Q4: If I experience medial knee pain while pedaling, can dynamic fitting identify the cause?
Expert Answer: Medial knee pain (typically involving pes anserine tendinitis or medial meniscus loading) is quite common among cyclists, and dynamic fitting can indeed provide crucial diagnostic clues. By measuring knee varus/valgus deviation using IMU or optical systems, if the data shows knee valgus angle exceeding 3 to 5 degrees during pedaling (i.e., the knee visibly tracking outward), this indicates muscle imbalance between the quadriceps and hip abductors (gluteus medius), resulting in abnormal knee tracking. Solutions include: adjusting the cleat’s Q-factor (via pedal axle spacers), performing strength training for the gluteus medius and hip abductors (such as side-lying leg raises and lateral band walks), and slightly lowering saddle height during fitting to reduce valgus stress on the knee.
Q5: Are there currently hybrid dynamic fitting systems on the market that combine optical and IMU technologies?

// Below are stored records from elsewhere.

use async_trait::async_trait;
use chrono::{DateTime, Utc};
use std::sync::Arc;
use thiserror::Error;

use crate::domain::entities::{NewProject, NewTask, Project, ProjectChanges, Task, TaskChanges};

#[derive(Debug, Error)]
pub enum StoreError {
    #[error("record not found")]
    NotFound,
    #[error("storage backend failure: {0}")]
    Backend(String),
}

// Port for project persistence. Deleting a project also removes its tasks.
#[async_trait]
pub trait ProjectStore: Send + Sync {
    async fn list(&self) -> Result<Vec<Project>, StoreError>;
    async fn find(&self, id: i64) -> Result<Option<Project>, StoreError>;
    async fn insert(&self, project: NewProject) -> Result<Project, StoreError>;
    async fn update(&self, id: i64, changes: ProjectChanges) -> Result<Project, StoreError>;
    async fn delete(&self, id: i64) -> Result<(), StoreError>;
}

// Port for task persistence. `insert` reports `NotFound` when the parent
// project does not exist.
#[async_trait]
pub trait TaskStore: Send + Sync {
    async fn list(&self, project_id: Option<i64>) -> Result<Vec<Task>, StoreError>;
    async fn find(&self, id: i64) -> Result<Option<Task>, StoreError>;
    async fn insert(&self, task: NewTask) -> Result<Task, StoreError>;
    async fn update(&self, id: i64, changes: TaskChanges) -> Result<Task, StoreError>;
    async fn delete(&self, id: i64) -> Result<(), StoreError>;
}

#[async_trait]
impl<T: ProjectStore + ?Sized> ProjectStore for Arc<T> {
    async fn list(&self) -> Result<Vec<Project>, StoreError> {
        (**self).list().await
    }

    async fn find(&self, id: i64) -> Result<Option<Project>, StoreError> {
        (**self).find(id).await
    }

    async fn insert(&self, project: NewProject) -> Result<Project, StoreError> {
        (**self).insert(project).await
    }

    async fn update(&self, id: i64, changes: ProjectChanges) -> Result<Project, StoreError> {
        (**self).update(id, changes).await
    }

    async fn delete(&self, id: i64) -> Result<(), StoreError> {
        (**self).delete(id).await
    }
}

#[async_trait]
impl<T: TaskStore + ?Sized> TaskStore for Arc<T> {
    async fn list(&self, project_id: Option<i64>) -> Result<Vec<Task>, StoreError> {
        (**self).list(project_id).await
    }

    async fn find(&self, id: i64) -> Result<Option<Task>, StoreError> {
        (**self).find(id).await
    }

    async fn insert(&self, task: NewTask) -> Result<Task, StoreError> {
        (**self).insert(task).await
    }

    async fn update(&self, id: i64, changes: TaskChanges) -> Result<Task, StoreError> {
        (**self).update(id, changes).await
    }

    async fn delete(&self, id: i64) -> Result<(), StoreError> {
        (**self).delete(id).await
    }
}

// Port for retrieving the current time.
pub trait Clock: Send + Sync {
    fn now(&self) -> DateTime<Utc>;
}
// Domain-level errors for project and task workflows.
#[derive(Debug, PartialEq)]
pub enum ProjectError {
    InvalidName,
    InvalidTitle,
    ProjectNotFound(i64),
    TaskNotFound(i64),
    StorageFailure,
}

Expert Answer: This represents the cutting-edge direction of industry development. Some high-end fitting systems (such as GebioMized and idMatch) have begun integrating pedal pressure distribution sensors with lower limb kinematic measurement, but commercially available systems that truly achieve deep fusion of optical and IMU data remain rare. The more practical current approach is: use optical systems indoors for high-precision baseline measurements to establish the cyclist’s “personalized dynamic angle database,” then use wearable IMUs for outdoor tracking, building a conversion model between the two through machine learning algorithms (such as Long Short-Term Memory networks, LSTM). If this technology matures, it will enable a complete closed-loop dynamic fitting system of “precise indoor setup, continuous outdoor monitoring,” with commercialization expected to gradually occur within the next 3 to 5 years.
References and Further Reading:
- Bini, R. R., & Hume, P. A. (2014). Biomechanics of Cycling. Springer.
- Fonda, B., & Sarabon, N. (2010). Biomechanics of Cycling: Literature Review. Sport Science Review.
- Silberman, M. R., et al. (2005). Road Bicycle Fit. Clinical Journal of Sport Medicine.
- Wu, C. H., et al. (2022). Application of Wearable Inertial Measurement Units in Cycling Pedaling Motion Analysis. Journal of Physical Education.